I have a simple select that do grouping where X is varchar (string) field:
select x, count(*) from table group by x;
When I do QBE on the field X, it generates having clause without quotas and select crash!!!
select x, count(*) from table group by x;
having (x = 01002)
/* Modified for QBE */
This works correctly at version 4.1.1.0 where is generated:
having (x = '01002')
How can I fix this behaviour?
Reagrds Vlada
Can you check the field type of the X field?
Hi Marco, thank you.
As I told before - varchar2(10), defined as TStringField at TOracleDataSet.
To reproduce:
create table test (x varchar2(10))
sql.text := 'select x, count(*) from test group by x';
qbemode := True;
qbedefinitions.field[0].Value := '01234'
ExecuteQBE
I did some research and there is result:
- when the field is created it has DataType ftString
- when the QBEMode is set to true, DataType change to 231
That's why the SQL is not correctly generated because you do not count on DataType 231.
For the users with the sources, the problem is in procedure OracleData.SetFieldSize. I guess it uses wrong offset somehow, so TField's FDataType is overwritten instead of FSize.
For ones without the source code access, you can patch the OracleData.dcu manually:
32bit - address on 2E0708 needs to be 58 instead of 50
64bit - unfortunatelly offset is too large for this instruction to be fixed, it needs to be replaced which breaks the dcu and I have no idea about dcu format. Thankfully it is working fine without fixing anyway.
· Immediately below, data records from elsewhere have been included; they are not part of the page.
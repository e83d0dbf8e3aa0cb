//! Constructors for green nodes created by rewrites.
//!
//! Factory output carries no formatting decisions beyond what is needed to
//! keep the text valid; nodes are meant to be annotated and handed to a
//! formatting pass.

use rowan::{GreenNode, GreenNodeData, GreenToken, NodeOrToken};

use crate::{GreenElement, SyntaxKind};

/// Creates a token.
pub fn token(kind: SyntaxKind, text: &str) -> GreenToken {
    GreenToken::new(kind.into(), text)
}

/// Creates a node over `children`.
pub fn node(kind: SyntaxKind, children: impl IntoIterator<Item = GreenElement>) -> GreenNode {
    let children: Vec<GreenElement> = children.into_iter().collect();
    GreenNode::new(kind.into(), children)
}

/// Owned copies of the children of `green`.
pub fn children(green: &GreenNodeData) -> Vec<GreenElement> {
    green
        .children()
        .map(|child| match child {
            NodeOrToken::Node(node) => NodeOrToken::Node(node.to_owned()),
            NodeOrToken::Token(token) => NodeOrToken::Token(token.to_owned()),
        })
        .collect()
}

/// Kind of a green node.
#[inline]
pub fn kind(green: &GreenNodeData) -> SyntaxKind {
    green.kind().into()
}

/// Wraps `element` in a nullable type: `T` becomes `T?`.
pub fn nullable_type(element: GreenNode) -> GreenNode {
    node(
        SyntaxKind::NullableType,
        [element.into(), token(SyntaxKind::Question, "?").into()],
    )
}

/// Creates an identifier name node.
pub fn identifier_name(name: &str) -> GreenNode {
    node(
        SyntaxKind::IdentifierName,
        [token(SyntaxKind::Identifier, name).into()],
    )
}

#[cfg(test)]
mod tests {
    use super::*;

    #[test]
    fn test_nullable_type() {
        let element = node(
            SyntaxKind::PredefinedType,
            [token(SyntaxKind::Keyword, "string").into()],
        );
        let nullable = nullable_type(element);

        assert_eq!(kind(&nullable), SyntaxKind::NullableType);
        assert_eq!(nullable.to_string(), "string?");
    }

    #[test]
    fn test_identifier_name() {
        let name = identifier_name("value");
        assert_eq!(kind(&name), SyntaxKind::IdentifierName);
        assert_eq!(name.to_string(), "value");
    }

    #[test]
    fn test_children_are_shared() {
        let name = identifier_name("value");
        let argument = node(SyntaxKind::Argument, [name.clone().into()]);
        let copied = node(SyntaxKind::Argument, children(&argument));

        let first = copied.children().next().and_then(NodeOrToken::into_node).unwrap();
        assert!(std::ptr::eq(first, &*name));
    }
}
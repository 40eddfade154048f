//! Assembly of upload-ready [`SearchDocument`]s.

use crate::models::{ProjectedFields, SearchDocument};

/// Discriminator stored in every document this crate uploads.
pub const DOCUMENT_TYPE: &str = "resume";

/// Combine projected fields and an embedding into a [`SearchDocument`].
///
/// `id_hint` is used verbatim; callers pass a stable source identifier
/// (see [`document_id_from_key`]) so re-uploads overwrite rather than
/// duplicate.
pub fn assemble(id_hint: &str, projected: ProjectedFields, embedding: Vec<f32>) -> SearchDocument {
    SearchDocument {
        id: id_hint.to_string(),
        document_type: DOCUMENT_TYPE.to_string(),
        name: projected.display_name,
        summary: projected.summary_text,
        skills: projected.skills_list,
        experience: projected.experience_text,
        education: projected.education_text,
        embedding,
    }
}

/// Derive a document id from a source key, dropping a trailing
/// file-extension-like suffix (`64f1c0ffee.json` → `64f1c0ffee`).
pub fn document_id_from_key(key: &str) -> &str {
    match key.rsplit_once('.') {
        Some((stem, ext))
            if !stem.is_empty()
                && !ext.is_empty()
                && ext.len() <= 5
                && ext.chars().all(|c| c.is_ascii_alphanumeric()) =>
        {
            stem
        }
        _ => key,
    }
}
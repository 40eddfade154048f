//! Indexing progress reporting.
//!
//! Reports how far `resume-search index` has got: loading staged records,
//! embedding each one, uploading batches. Progress goes to **stderr** so
//! stdout stays parseable for scripts.

use std::io::{IsTerminal, Write};

/// A single progress event.
#[derive(Clone, Debug, PartialEq, Eq)]
pub enum IngestProgressEvent {
    /// Reading records from the source. Total unknown.
    Loading { source: String },
    /// `n` of `total` records projected and embedded.
    Embedding { n: u64, total: u64 },
    /// `n` of `total` documents handed to the index.
    Uploading { n: u64, total: u64 },
}

/// Receives progress events from the ingest pipeline.
pub trait IngestProgressReporter: Send + Sync {
    fn report(&self, event: IngestProgressEvent);
}

/// Human-friendly lines: `index  embedding  1,234 / 5,000 records`.
pub struct StderrProgress;

impl IngestProgressReporter for StderrProgress {
    fn report(&self, event: IngestProgressEvent) {
        let line = match &event {
            IngestProgressEvent::Loading { source } => format!("index  loading {}...\n", source),
            IngestProgressEvent::Embedding { n, total } => format!(
                "index  embedding  {} / {} records\n",
                format_number(*n),
                format_number(*total)
            ),
            IngestProgressEvent::Uploading { n, total } => format!(
                "index  uploading  {} / {} documents\n",
                format_number(*n),
                format_number(*total)
            ),
        };
        let mut stderr = std::io::stderr().lock();
        let _ = stderr.write_all(line.as_bytes());
        let _ = stderr.flush();
    }
}

/// One JSON object per line on stderr.
pub struct JsonProgress;

impl IngestProgressReporter for JsonProgress {
    fn report(&self, event: IngestProgressEvent) {
        if let Ok(line) = serde_json::to_string(&event_json(&event)) {
            let mut stderr = std::io::stderr().lock();
            let _ = writeln!(stderr, "{}", line);
            let _ = stderr.flush();
        }
    }
}

fn event_json(event: &IngestProgressEvent) -> serde_json::Value {
    match event {
        IngestProgressEvent::Loading { source } => serde_json::json!({
            "event": "progress",
            "phase": "loading",
            "source": source
        }),
        IngestProgressEvent::Embedding { n, total } => serde_json::json!({
            "event": "progress",
            "phase": "embedding",
            "n": n,
            "total": total
        }),
        IngestProgressEvent::Uploading { n, total } => serde_json::json!({
            "event": "progress",
            "phase": "uploading",
            "n": n,
            "total": total
        }),
    }
}

pub struct NoProgress;

impl IngestProgressReporter for NoProgress {
    fn report(&self, _event: IngestProgressEvent) {}
}

fn format_number(n: u64) -> String {
    let s = n.to_string();
    let mut result = String::with_capacity(s.len() + s.len() / 3);
    for (i, c) in s.chars().rev().enumerate() {
        if i > 0 && i % 3 == 0 {
            result.push(',');
        }
        result.push(c);
    }
    result.chars().rev().collect()
}

/// Progress mode for the CLI: off, human (stderr), or JSON (stderr).
#[derive(Clone, Copy, Debug, Eq, PartialEq)]
pub enum ProgressMode {
    Off,
    Human,
    Json,
}

impl ProgressMode {
    /// Human progress when stderr is a terminal, otherwise off.
    pub fn default_for_tty() -> Self {
        if std::io::stderr().is_terminal() {
            ProgressMode::Human
        } else {
            ProgressMode::Off
        }
    }

    pub fn reporter(&self) -> Box<dyn IngestProgressReporter> {
        match self {
            ProgressMode::Off => Box::new(NoProgress),
            ProgressMode::Human => Box::new(StderrProgress),
            ProgressMode::Json => Box::new(JsonProgress),
        }
    }
}

impl std::str::FromStr for ProgressMode {
    type Err = String;

    fn from_str(s: &str) -> Result<Self, Self::Err> {
        match s {
            "off" | "none" => Ok(ProgressMode::Off),
            "human" => Ok(ProgressMode::Human),
            "json" => Ok(ProgressMode::Json),
            other => Err(format!(
                "unknown progress mode '{}': use off, human, or json",
                other
            )),
        }
    }
}

#[cfg(test)]
mod tests {
    use super::*;

    #[test]
    fn format_number_comma() {
        assert_eq!(format_number(0), "0");
        assert_eq!(format_number(999), "999");
        assert_eq!(format_number(1000), "1,000");
        assert_eq!(format_number(1_234_567), "1,234,567");
    }

    #[test]
    fn json_event_shape() {
        let v = event_json(&IngestProgressEvent::Uploading { n: 3, total: 10 });
        assert_eq!(v["phase"], "uploading");
        assert_eq!(v["n"], 3);
        assert_eq!(v["total"], 10);
    }

    #[test]
    fn parse_progress_mode() {
        assert_eq!("json".parse::<ProgressMode>(), Ok(ProgressMode::Json));
        assert_eq!("off".parse::<ProgressMode>(), Ok(ProgressMode::Off));
        assert!("loud".parse::<ProgressMode>().is_err());
    }
}
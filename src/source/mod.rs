//! Where resume records come from.
//!
//! A [`RecordSource`] yields [`SourceRecord`]s: an id taken from the source
//! key plus the raw resume payload. Two implementations exist:
//!
//! | Source | Type | Used by |
//! |--------|------|---------|
//! | MongoDB / Cosmos DB (Mongo API) collection | [`MongoSource`] | `fetch` |
//! | Directory of `<id>.json` files | [`StagingDir`] | `index`, `project` |
//!
//! `fetch` copies the database into the staging directory once; indexing
//! then works from disk so it can be re-run or narrowed with `--only`
//! without touching the database again.

mod mongo;
mod staging;

pub use mongo::MongoSource;
pub use staging::{read_one, StageReport, StagingDir};

use anyhow::Result;
use async_trait::async_trait;

use crate::models::SourceRecord;

/// A queryable store of resume records.
#[async_trait]
pub trait RecordSource: Send + Sync {
    /// Human-readable location, for logs.
    fn describe(&self) -> String;

    /// Return every record in a stable order.
    async fn fetch(&self) -> Result<Vec<SourceRecord>>;
}
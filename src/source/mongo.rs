//! MongoDB (and Cosmos DB Mongo API) record source.
//!
//! Selects documents whose `discriminator_field` equals
//! `discriminator_value` and reads the resume from `payload_field`. The
//! connection string comes from the environment variable named by
//! `source.uri_env`.

use anyhow::{anyhow, Context, Result};
use async_trait::async_trait;
use bson::{Bson, Document};
use futures::TryStreamExt;
use mongodb::{Client, Collection};
use serde_json::Value;
use tracing::{info, warn};

use super::RecordSource;
use crate::config::SourceConfig;
use crate::models::SourceRecord;

pub struct MongoSource {
    collection: Collection<Document>,
    filter: Document,
    payload_field: String,
    label: String,
}

impl MongoSource {
    pub async fn connect(config: &SourceConfig) -> Result<Self> {
        let uri = std::env::var(&config.uri_env)
            .ok()
            .filter(|u| !u.trim().is_empty())
            .ok_or_else(|| anyhow!("{} environment variable not set", config.uri_env))?;

        let client = Client::with_uri_str(uri.trim())
            .await
            .context("failed to connect to MongoDB")?;
        let collection = client
            .database(&config.database)
            .collection::<Document>(&config.collection);

        Ok(Self {
            collection,
            filter: discriminator_filter(config),
            payload_field: config.payload_field.clone(),
            label: format!("mongodb:{}/{}", config.database, config.collection),
        })
    }
}

#[async_trait]
impl RecordSource for MongoSource {
    fn describe(&self) -> String {
        self.label.clone()
    }

    async fn fetch(&self) -> Result<Vec<SourceRecord>> {
        let cursor = self
            .collection
            .find(self.filter.clone())
            .await
            .with_context(|| format!("query failed on {}", self.label))?;
        let docs: Vec<Document> = cursor
            .try_collect()
            .await
            .with_context(|| format!("failed to read results from {}", self.label))?;

        let mut records = Vec::with_capacity(docs.len());
        for doc in docs {
            match to_record(doc, &self.payload_field) {
                Some(record) => records.push(record),
                None => warn!(source = %self.label, "skipping document without _id"),
            }
        }
        info!(source = %self.label, records = records.len(), "fetched resume records");
        Ok(records)
    }
}

/// `{ "<discriminator_field>": "<discriminator_value>" }`; dotted field
/// names address nested keys.
fn discriminator_filter(config: &SourceConfig) -> Document {
    let mut filter = Document::new();
    filter.insert(
        config.discriminator_field.clone(),
        config.discriminator_value.clone(),
    );
    filter
}

/// Any other `_id` type is keyed by its relaxed extended-JSON text.
fn to_record(mut doc: Document, payload_field: &str) -> Option<SourceRecord> {
    let id = match doc.get("_id")? {
        Bson::ObjectId(oid) => oid.to_hex(),
        Bson::String(s) if s.is_empty() => return None,
        Bson::String(s) => s.clone(),
        Bson::Int32(n) => n.to_string(),
        Bson::Int64(n) => n.to_string(),
        Bson::Null | Bson::Undefined => return None,
        other => other.clone().into_relaxed_extjson().to_string(),
    };
    let payload = doc
        .remove(payload_field)
        .map(Bson::into_relaxed_extjson)
        .unwrap_or(Value::Null);
    Some(SourceRecord::new(id, payload))
}

#[cfg(test)]
mod tests {
    use super::*;
    use bson::{doc, oid::ObjectId};

    #[test]
    fn test_filter_uses_configured_discriminator() {
        let filter = discriminator_filter(&SourceConfig::default());
        assert_eq!(filter, doc! { "target_schema.ClassName": "Resume" });
    }

    #[test]
    fn test_object_id_becomes_hex() {
        let oid = ObjectId::parse_str("64f1c0ffee0000000000abcd").unwrap();
        let record = to_record(
            doc! { "_id": oid, "result": { "full_name": "Jane", "skills": [] } },
            "result",
        )
        .unwrap();
        assert_eq!(record.id, "64f1c0ffee0000000000abcd");
        assert_eq!(record.payload["full_name"], "Jane");
    }

    #[test]
    fn test_string_id_and_missing_payload() {
        let record = to_record(doc! { "_id": "resume-7" }, "result").unwrap();
        assert_eq!(record.id, "resume-7");
        assert_eq!(record.payload, Value::Null);
    }

    #[test]
    fn test_missing_id_is_skipped() {
        assert!(to_record(doc! { "result": {} }, "result").is_none());
        assert!(to_record(doc! { "_id": "", "result": {} }, "result").is_none());
    }

    #[test]
    fn test_other_id_types_use_extended_json() {
        let record = to_record(doc! { "_id": 4.5, "result": {} }, "result").unwrap();
        assert_eq!(record.id, "4.5");

        let record = to_record(doc! { "_id": { "a": "x", "b": 7 } }, "result").unwrap();
        assert_eq!(record.id, r#"{"a":"x","b":7}"#);
    }
}
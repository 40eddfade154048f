//! Projection of a [`ResumeRecord`] into the flat text fields used for
//! indexing and embedding.
//!
//! Pure and infallible: every missing value renders as an empty string, and
//! absent sections are left out of the embedding text instead of producing
//! empty headers.

use crate::models::{ProjectedFields, ResumeRecord, SkillName};

/// Display name used when a record carries no usable `full_name`.
pub const ANONYMOUS_CANDIDATE: &str = "Anonymous Candidate";

const ENTRY_SEPARATOR: &str = " | ";
const SECTION_SEPARATOR: &str = "\n\n";

pub fn project(resume: &ResumeRecord) -> ProjectedFields {
    let full_name = non_empty(resume.full_name.as_deref());
    let summary = resume.summary.as_deref().unwrap_or("");
    let skills = skill_names(resume);

    ProjectedFields {
        display_name: full_name.unwrap_or(ANONYMOUS_CANDIDATE).to_string(),
        summary_text: summary.to_string(),
        experience_text: experience_text(resume),
        education_text: education_text(resume),
        embedding_source_text: embedding_source_text(resume, &skills),
        skills_list: skills,
    }
}

/// Resolved skill names in source order, empty names dropped.
pub fn skill_names(resume: &ResumeRecord) -> Vec<String> {
    resume
        .skills
        .iter()
        .filter_map(|skill| skill.name.as_ref())
        .map(SkillName::resolve)
        .filter(|name| !name.is_empty())
        .map(str::to_string)
        .collect()
}

fn experience_text(resume: &ResumeRecord) -> String {
    resume
        .work_experience
        .iter()
        .map(|exp| {
            let mut line = format!(
                "{} at {}",
                text(exp.job_title.as_deref()),
                text(exp.employer.as_deref())
            );
            if let Some(desc) = non_empty(exp.description.as_deref()) {
                line.push_str(": ");
                line.push_str(desc);
            }
            line
        })
        .collect::<Vec<_>>()
        .join(ENTRY_SEPARATOR)
}

fn education_text(resume: &ResumeRecord) -> String {
    resume
        .education
        .iter()
        .map(|edu| {
            format!(
                "{} from {}",
                text(edu.degree.as_deref()),
                text(edu.institution.as_deref())
            )
        })
        .collect::<Vec<_>>()
        .join(ENTRY_SEPARATOR)
}

fn embedding_source_text(resume: &ResumeRecord, skills: &[String]) -> String {
    let mut sections: Vec<String> = Vec::new();

    if let Some(name) = non_empty(resume.full_name.as_deref()) {
        sections.push(format!("Name: {}", name));
    }
    if let Some(summary) = non_empty(resume.summary.as_deref()) {
        sections.push(format!("Summary: {}", summary));
    }
    if !skills.is_empty() {
        sections.push(format!("Skills: {}", skills.join(", ")));
    }

    for exp in &resume.work_experience {
        let mut line = format!(
            "Position: {} at {}",
            text(exp.job_title.as_deref()),
            text(exp.employer.as_deref())
        );
        if let Some(desc) = non_empty(exp.description.as_deref()) {
            line.push_str(" - ");
            line.push_str(desc);
        }
        sections.push(line);
    }

    for edu in &resume.education {
        sections.push(format!(
            "Education: {} from {}",
            text(edu.degree.as_deref()),
            text(edu.institution.as_deref())
        ));
    }

    for cert in &resume.certifications {
        sections.push(format!("Certification: {}", text(cert.name.as_deref())));
    }

    sections.join(SECTION_SEPARATOR)
}

fn text(value: Option<&str>) -> &str {
    value.unwrap_or("")
}

fn non_empty(value: Option<&str>) -> Option<&str> {
    value.filter(|s| !s.is_empty())
}
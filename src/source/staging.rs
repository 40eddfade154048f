//! Staging directory: one pretty-printed `<id>.json` per record.

use anyhow::{bail, Context, Result};
use async_trait::async_trait;
use std::collections::HashMap;
use std::path::{Path, PathBuf};
use tracing::{debug, warn};
use walkdir::WalkDir;

use super::RecordSource;
use crate::assembler::document_id_from_key;
use crate::models::SourceRecord;

/// Result of [`StagingDir::write_all`].
#[derive(Debug, Clone, Copy, PartialEq, Eq)]
pub struct StageReport {
    /// Distinct files written.
    pub written: usize,
    /// Files from earlier runs whose record was not fetched this time.
    pub removed: usize,
}

pub struct StagingDir {
    root: PathBuf,
}

impl StagingDir {
    pub fn new(root: impl Into<PathBuf>) -> Self {
        Self { root: root.into() }
    }

    pub fn root(&self) -> &Path {
        &self.root
    }

    /// Path a record with this id is staged at.
    ///
    /// `%`, `/` and `\` are percent-encoded, so distinct ids always map to
    /// distinct files and [`read_one`] recovers the original id.
    pub fn path_for(&self, id: &str) -> PathBuf {
        self.root.join(format!("{}.json", encode_file_stem(id)))
    }

    /// Write every record, replacing files with the same id, then remove
    /// staged files whose record is no longer in `records`.
    ///
    /// A record whose id was already written in this call replaces the
    /// earlier one and is logged; [`StageReport::written`] counts distinct
    /// files.
    pub fn write_all(&self, records: &[SourceRecord]) -> Result<StageReport> {
        std::fs::create_dir_all(&self.root).with_context(|| {
            format!("failed to create staging directory {}", self.root.display())
        })?;

        let mut written: HashMap<PathBuf, &str> = HashMap::new();
        for record in records {
            let path = self.path_for(&record.id);
            if let Some(previous) = written.get(&path) {
                warn!(
                    id = %record.id,
                    previous = %previous,
                    path = %path.display(),
                    "duplicate record id, keeping the later record"
                );
            }
            let body = serde_json::to_string_pretty(&record.payload)?;
            std::fs::write(&path, body)
                .with_context(|| format!("failed to write {}", path.display()))?;
            written.insert(path, &record.id);
        }

        let mut removed = 0;
        for path in self.staged_files()? {
            if !written.contains_key(&path) {
                std::fs::remove_file(&path)
                    .with_context(|| format!("failed to remove stale {}", path.display()))?;
                debug!(path = %path.display(), "removed stale staged record");
                removed += 1;
            }
        }

        Ok(StageReport {
            written: written.len(),
            removed,
        })
    }

    fn staged_files(&self) -> Result<Vec<PathBuf>> {
        let mut files = Vec::new();
        for entry in WalkDir::new(&self.root).min_depth(1).max_depth(1) {
            let entry = entry?;
            let path = entry.path();
            if entry.file_type().is_file()
                && path.extension().and_then(|e| e.to_str()) == Some("json")
            {
                files.push(path.to_path_buf());
            }
        }
        Ok(files)
    }

    /// Read every `*.json` directly inside the directory, sorted by id.
    ///
    /// Files that are not valid JSON are skipped with a warning.
    pub fn read_all(&self) -> Result<Vec<SourceRecord>> {
        if !self.root.exists() {
            bail!(
                "Staging directory does not exist: {} (run `resume-search fetch` first)",
                self.root.display()
            );
        }

        let mut records = Vec::new();
        for path in self.staged_files()? {
            match read_one(&path) {
                Ok(record) => records.push(record),
                Err(e) => warn!(path = %path.display(), error = %format!("{:#}", e), "skipping staged file"),
            }
        }

        records.sort_by(|a, b| a.id.cmp(&b.id));
        debug!(dir = %self.root.display(), records = records.len(), "read staging directory");
        Ok(records)
    }
}

#[async_trait]
impl RecordSource for StagingDir {
    fn describe(&self) -> String {
        format!("staging:{}", self.root.display())
    }

    async fn fetch(&self) -> Result<Vec<SourceRecord>> {
        self.read_all()
    }
}

/// Read a single staged record; the id is the decoded file name minus
/// `.json`.
pub fn read_one(path: &Path) -> Result<SourceRecord> {
    let file_name = path
        .file_name()
        .and_then(|n| n.to_str())
        .with_context(|| format!("invalid record path {}", path.display()))?;
    let body = std::fs::read_to_string(path)
        .with_context(|| format!("failed to read {}", path.display()))?;
    let payload: serde_json::Value = serde_json::from_str(&body)
        .with_context(|| format!("failed to parse {}", path.display()))?;
    let id = decode_file_stem(document_id_from_key(file_name));
    Ok(SourceRecord::new(id, payload))
}

fn encode_file_stem(id: &str) -> String {
    let mut stem = String::with_capacity(id.len());
    for c in id.chars() {
        match c {
            '%' => stem.push_str("%25"),
            '/' => stem.push_str("%2F"),
            '\\' => stem.push_str("%5C"),
            _ => stem.push(c),
        }
    }
    stem
}

/// Inverse of `encode_file_stem`; unknown escapes are kept as written.
fn decode_file_stem(stem: &str) -> String {
    let mut id = String::with_capacity(stem.len());
    let mut rest = stem;
    while let Some(pos) = rest.find('%') {
        id.push_str(&rest[..pos]);
        let tail = &rest[pos..];
        let decoded = match tail.get(..3) {
            Some("%25") => Some('%'),
            Some("%2F") => Some('/'),
            Some("%5C") => Some('\\'),
            _ => None,
        };
        match decoded {
            Some(c) => {
                id.push(c);
                rest = &tail[3..];
            }
            None => {
                id.push('%');
                rest = &tail[1..];
            }
        }
    }
    id.push_str(rest);
    id
}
However I was not feeling comfortable knowing that some fields are just ramdomly set, so I have changed the three-byte instruction to three one-byte returns (addresses 4A2703, 4A2704, 4A2705 to C3)
Hopefully we get the official fix soon.
[quote=PreXident]
32bit - address on 2E0708 needs to be 58 instead of 50
64bit - unfortunatelly offset is too large for this instruction to be fixed, it needs to be replaced which breaks the dcu and I have no idea about dcu format. Thankfully it is working fine without fixing anyway. However I was not feeling comfortable knowing that some fields are just ramdomly set, so I have changed the three-byte instruction to three one-byte returns (addresses 4A2703, 4A2704, 4A2705 to C3)
[/quote]
Addresses are actually wrong, there are excess zeros. Use 2E078, 4A273, 4A274, 4A275 instead. Sorry for confusion.
Dear Marco, it is really so hard to implement this bugfix?
Dear Marco, is there a chance that this bug will be fixed soon?